[Data to process Boundary: Start]
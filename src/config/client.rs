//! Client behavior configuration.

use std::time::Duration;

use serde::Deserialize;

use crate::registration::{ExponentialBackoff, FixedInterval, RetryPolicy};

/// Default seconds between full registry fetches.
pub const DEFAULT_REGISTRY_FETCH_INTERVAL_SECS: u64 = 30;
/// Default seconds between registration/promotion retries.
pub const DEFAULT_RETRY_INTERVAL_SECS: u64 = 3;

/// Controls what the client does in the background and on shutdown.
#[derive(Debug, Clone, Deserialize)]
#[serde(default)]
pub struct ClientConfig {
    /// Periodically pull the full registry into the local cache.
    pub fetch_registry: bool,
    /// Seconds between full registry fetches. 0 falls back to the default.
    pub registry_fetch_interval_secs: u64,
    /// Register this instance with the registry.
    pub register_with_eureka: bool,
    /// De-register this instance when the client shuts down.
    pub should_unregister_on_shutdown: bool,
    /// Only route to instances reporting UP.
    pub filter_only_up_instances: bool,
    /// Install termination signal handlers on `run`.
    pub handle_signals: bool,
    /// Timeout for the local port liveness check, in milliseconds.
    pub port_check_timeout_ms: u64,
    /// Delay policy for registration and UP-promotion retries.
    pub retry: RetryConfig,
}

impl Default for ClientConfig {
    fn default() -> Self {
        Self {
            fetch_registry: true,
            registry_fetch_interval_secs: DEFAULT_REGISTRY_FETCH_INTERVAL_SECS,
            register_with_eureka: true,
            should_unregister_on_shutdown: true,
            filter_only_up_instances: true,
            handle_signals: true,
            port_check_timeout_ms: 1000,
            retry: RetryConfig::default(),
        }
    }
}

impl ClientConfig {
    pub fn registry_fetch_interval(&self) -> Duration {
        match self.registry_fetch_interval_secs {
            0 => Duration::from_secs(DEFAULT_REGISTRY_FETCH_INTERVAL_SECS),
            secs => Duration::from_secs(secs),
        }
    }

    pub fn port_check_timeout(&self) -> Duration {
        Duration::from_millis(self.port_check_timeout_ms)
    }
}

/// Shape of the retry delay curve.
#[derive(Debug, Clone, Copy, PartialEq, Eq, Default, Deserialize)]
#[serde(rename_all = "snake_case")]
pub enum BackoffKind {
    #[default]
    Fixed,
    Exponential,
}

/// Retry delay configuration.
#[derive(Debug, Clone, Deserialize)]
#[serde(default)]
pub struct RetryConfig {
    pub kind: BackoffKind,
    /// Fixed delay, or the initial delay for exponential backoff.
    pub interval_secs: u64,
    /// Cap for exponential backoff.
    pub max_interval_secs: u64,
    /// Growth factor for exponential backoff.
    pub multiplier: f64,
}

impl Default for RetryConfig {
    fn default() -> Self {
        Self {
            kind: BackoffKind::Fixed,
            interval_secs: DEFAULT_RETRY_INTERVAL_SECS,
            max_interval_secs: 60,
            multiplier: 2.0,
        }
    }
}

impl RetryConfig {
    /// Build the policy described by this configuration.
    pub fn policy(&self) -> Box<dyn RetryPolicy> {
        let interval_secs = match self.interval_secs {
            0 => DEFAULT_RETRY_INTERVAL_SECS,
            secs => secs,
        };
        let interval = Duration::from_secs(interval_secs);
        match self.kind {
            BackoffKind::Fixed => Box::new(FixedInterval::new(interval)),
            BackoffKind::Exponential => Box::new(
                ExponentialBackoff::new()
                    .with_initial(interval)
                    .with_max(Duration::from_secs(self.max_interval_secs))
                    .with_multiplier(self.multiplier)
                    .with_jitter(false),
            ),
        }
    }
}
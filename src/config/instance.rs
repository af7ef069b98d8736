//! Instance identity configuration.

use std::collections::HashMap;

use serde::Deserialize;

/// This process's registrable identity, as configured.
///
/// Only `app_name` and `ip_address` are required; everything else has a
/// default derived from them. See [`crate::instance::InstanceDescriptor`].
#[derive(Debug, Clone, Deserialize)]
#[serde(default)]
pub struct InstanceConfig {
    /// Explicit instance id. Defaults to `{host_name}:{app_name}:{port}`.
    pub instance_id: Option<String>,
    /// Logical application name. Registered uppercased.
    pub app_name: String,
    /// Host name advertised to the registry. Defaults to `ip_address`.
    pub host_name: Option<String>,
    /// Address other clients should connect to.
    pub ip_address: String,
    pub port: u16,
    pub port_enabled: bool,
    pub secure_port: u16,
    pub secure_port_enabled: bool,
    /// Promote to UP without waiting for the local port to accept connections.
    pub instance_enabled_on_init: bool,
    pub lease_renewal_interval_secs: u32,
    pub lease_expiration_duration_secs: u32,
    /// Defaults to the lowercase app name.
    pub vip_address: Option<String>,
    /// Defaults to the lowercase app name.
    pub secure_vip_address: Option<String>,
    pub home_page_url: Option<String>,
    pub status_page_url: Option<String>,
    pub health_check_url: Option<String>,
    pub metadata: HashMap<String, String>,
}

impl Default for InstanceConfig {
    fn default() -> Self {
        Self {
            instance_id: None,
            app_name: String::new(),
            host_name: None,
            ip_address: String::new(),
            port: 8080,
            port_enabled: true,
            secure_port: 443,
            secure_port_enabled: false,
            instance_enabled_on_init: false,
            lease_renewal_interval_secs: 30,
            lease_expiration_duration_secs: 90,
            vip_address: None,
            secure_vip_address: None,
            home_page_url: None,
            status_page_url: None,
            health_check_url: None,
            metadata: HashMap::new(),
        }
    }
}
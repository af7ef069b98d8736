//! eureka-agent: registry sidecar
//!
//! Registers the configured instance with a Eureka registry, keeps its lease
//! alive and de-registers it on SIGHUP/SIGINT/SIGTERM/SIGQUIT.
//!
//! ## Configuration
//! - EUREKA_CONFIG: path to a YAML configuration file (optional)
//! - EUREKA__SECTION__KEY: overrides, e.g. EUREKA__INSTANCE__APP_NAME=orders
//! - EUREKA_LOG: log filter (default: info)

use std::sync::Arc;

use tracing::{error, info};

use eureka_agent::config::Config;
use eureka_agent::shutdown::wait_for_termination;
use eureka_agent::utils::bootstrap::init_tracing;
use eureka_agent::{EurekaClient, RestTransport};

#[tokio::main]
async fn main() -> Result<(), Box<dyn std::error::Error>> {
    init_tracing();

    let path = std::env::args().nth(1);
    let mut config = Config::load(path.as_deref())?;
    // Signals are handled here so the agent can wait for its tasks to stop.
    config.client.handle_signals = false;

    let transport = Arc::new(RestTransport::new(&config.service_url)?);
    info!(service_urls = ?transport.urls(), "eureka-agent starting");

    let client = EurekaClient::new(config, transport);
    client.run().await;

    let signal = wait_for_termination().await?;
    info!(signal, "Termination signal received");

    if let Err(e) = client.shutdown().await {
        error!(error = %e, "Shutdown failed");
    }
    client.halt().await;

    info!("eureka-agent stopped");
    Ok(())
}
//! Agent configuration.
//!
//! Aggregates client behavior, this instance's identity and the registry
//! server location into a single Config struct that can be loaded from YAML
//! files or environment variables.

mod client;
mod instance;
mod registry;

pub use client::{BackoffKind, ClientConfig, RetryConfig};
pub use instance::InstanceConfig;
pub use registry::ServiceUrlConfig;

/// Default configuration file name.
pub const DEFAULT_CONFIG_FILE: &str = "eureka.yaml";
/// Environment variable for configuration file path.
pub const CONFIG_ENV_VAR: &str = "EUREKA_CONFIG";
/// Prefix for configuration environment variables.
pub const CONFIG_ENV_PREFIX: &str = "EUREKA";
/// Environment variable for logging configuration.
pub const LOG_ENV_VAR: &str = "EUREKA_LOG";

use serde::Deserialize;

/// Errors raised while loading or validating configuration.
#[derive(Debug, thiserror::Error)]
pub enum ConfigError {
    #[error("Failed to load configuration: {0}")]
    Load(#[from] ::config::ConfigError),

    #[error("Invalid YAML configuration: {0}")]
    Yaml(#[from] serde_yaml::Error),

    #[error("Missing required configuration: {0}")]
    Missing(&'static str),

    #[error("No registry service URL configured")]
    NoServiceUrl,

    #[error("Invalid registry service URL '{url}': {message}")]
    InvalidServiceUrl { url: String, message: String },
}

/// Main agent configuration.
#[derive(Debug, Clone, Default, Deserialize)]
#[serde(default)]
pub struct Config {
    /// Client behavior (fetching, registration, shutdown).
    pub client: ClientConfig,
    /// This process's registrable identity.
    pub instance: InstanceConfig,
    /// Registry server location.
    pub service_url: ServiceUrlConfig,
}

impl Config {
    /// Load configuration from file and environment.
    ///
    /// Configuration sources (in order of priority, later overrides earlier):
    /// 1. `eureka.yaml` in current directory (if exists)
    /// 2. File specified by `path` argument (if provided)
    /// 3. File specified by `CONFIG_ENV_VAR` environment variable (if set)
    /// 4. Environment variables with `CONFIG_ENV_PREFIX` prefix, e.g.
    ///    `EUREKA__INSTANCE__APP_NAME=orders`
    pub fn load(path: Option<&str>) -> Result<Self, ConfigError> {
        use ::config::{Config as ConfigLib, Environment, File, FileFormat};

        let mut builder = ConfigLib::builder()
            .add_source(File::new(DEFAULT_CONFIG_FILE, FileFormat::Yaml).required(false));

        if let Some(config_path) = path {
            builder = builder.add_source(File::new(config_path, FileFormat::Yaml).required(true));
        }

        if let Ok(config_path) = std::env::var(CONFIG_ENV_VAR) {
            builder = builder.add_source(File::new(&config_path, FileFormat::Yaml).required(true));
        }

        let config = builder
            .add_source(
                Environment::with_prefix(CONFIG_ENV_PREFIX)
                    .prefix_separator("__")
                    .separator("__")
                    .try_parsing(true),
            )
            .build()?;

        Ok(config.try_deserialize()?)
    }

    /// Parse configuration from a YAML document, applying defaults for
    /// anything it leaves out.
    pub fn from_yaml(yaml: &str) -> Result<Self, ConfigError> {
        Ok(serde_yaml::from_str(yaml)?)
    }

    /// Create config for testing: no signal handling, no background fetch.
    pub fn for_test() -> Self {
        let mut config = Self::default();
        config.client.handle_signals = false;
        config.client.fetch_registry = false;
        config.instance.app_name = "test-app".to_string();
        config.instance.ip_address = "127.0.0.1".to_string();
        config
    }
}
[Data to process Boundary: End]
[Data to process Boundary: Start]
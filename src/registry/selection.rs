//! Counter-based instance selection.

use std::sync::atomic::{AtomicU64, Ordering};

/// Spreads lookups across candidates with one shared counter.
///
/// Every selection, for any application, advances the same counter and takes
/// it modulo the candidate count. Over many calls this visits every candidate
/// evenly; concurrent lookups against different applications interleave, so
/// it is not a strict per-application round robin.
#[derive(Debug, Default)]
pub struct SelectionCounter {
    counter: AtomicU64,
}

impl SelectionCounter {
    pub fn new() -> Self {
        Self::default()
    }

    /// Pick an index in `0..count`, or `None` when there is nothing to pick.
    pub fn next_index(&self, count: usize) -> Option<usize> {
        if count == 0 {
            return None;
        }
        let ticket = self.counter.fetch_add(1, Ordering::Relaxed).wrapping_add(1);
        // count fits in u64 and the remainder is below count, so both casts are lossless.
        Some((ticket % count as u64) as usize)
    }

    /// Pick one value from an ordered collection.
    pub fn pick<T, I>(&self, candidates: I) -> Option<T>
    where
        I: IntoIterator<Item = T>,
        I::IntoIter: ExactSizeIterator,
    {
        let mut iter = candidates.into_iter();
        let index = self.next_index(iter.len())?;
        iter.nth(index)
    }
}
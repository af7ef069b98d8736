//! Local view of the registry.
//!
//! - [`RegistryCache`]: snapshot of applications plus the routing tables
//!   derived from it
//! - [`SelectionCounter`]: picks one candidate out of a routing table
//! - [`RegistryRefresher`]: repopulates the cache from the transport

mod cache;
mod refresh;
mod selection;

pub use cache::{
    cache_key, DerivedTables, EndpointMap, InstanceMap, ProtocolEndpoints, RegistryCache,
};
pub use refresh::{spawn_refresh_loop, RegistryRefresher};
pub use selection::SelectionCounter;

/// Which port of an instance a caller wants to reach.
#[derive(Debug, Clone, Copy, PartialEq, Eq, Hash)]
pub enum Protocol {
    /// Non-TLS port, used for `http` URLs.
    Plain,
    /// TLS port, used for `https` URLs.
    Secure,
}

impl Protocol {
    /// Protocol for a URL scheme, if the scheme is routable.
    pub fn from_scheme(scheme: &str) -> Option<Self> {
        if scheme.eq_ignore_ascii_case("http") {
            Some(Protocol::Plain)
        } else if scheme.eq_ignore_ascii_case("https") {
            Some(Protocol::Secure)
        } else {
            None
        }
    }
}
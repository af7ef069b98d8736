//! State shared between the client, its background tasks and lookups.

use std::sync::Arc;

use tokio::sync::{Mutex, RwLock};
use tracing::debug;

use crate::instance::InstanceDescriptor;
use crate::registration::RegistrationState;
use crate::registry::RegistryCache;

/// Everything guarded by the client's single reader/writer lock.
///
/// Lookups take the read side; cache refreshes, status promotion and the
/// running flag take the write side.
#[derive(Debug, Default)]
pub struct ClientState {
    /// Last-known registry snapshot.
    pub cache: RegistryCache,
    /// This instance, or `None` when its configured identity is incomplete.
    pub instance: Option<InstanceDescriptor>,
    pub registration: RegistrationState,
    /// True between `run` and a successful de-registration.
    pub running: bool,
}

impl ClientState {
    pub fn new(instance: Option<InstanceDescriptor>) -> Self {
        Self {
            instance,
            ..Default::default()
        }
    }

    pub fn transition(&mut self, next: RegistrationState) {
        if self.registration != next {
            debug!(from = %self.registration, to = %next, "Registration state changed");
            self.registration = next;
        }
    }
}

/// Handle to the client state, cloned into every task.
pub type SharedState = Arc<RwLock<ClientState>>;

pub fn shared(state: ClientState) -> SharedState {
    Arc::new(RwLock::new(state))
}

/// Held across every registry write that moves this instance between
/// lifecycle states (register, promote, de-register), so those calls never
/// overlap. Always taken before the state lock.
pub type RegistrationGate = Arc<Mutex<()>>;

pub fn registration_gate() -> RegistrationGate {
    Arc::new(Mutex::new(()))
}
[Data to process Boundary: End]
[Data to process Boundary: Start]
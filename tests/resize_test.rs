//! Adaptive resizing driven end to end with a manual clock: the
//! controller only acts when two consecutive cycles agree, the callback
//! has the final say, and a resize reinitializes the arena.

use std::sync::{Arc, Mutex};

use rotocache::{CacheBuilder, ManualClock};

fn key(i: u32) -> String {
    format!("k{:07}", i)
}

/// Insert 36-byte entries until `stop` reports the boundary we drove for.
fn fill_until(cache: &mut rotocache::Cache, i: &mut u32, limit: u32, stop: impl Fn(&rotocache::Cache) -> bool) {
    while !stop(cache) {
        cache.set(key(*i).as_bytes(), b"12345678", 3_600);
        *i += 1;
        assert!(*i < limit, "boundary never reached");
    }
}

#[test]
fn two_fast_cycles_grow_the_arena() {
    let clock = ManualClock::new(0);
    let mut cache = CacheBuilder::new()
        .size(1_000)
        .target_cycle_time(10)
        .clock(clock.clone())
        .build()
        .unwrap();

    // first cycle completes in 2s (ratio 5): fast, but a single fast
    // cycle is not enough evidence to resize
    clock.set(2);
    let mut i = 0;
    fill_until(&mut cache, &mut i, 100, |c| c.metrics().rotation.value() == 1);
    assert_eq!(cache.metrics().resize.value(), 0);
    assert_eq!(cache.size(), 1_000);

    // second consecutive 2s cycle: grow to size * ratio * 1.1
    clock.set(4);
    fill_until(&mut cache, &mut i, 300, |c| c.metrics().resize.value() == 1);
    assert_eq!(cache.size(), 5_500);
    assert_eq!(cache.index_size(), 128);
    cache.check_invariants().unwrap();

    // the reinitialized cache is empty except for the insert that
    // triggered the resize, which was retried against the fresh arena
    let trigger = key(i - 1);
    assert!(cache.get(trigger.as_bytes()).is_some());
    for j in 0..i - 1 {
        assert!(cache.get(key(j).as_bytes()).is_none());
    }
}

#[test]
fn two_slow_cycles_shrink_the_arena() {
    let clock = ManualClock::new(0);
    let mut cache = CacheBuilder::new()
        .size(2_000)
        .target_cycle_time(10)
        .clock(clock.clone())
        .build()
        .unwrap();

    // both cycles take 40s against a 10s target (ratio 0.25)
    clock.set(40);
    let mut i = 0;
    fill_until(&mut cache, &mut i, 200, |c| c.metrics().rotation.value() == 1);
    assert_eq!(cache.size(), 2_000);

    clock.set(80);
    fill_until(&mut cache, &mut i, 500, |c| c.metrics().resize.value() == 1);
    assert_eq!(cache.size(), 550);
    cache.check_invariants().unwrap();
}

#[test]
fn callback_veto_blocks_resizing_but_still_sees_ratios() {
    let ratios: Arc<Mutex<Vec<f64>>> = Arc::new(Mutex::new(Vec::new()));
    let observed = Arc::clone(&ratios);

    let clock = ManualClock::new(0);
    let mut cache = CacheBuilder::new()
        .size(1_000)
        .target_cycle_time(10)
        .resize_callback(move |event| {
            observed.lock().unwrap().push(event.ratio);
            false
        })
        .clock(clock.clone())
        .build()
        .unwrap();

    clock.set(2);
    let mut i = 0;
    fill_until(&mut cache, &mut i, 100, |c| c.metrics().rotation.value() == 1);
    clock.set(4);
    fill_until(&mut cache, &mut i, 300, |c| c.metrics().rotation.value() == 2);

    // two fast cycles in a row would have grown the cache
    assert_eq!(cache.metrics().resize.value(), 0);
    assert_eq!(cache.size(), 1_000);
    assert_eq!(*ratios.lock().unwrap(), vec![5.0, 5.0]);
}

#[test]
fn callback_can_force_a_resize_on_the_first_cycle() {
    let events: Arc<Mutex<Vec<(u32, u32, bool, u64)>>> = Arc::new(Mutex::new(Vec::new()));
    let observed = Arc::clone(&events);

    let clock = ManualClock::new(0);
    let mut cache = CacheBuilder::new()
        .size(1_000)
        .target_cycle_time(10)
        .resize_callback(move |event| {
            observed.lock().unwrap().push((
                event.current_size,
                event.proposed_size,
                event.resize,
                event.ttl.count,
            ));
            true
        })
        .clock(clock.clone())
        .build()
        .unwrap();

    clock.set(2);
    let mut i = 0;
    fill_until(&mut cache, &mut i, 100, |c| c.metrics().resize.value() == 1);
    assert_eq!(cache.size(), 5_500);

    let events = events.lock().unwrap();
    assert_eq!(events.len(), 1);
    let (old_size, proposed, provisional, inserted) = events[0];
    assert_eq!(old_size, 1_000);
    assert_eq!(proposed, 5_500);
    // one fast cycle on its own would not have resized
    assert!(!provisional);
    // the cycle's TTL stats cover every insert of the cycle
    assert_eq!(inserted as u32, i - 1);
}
[Data to process Boundary: End]
Problem
Lines that contain "registrable" are to be copied from the records above.

Completed task
/// This process's registrable identity, as configured.
    /// This process's registrable identity.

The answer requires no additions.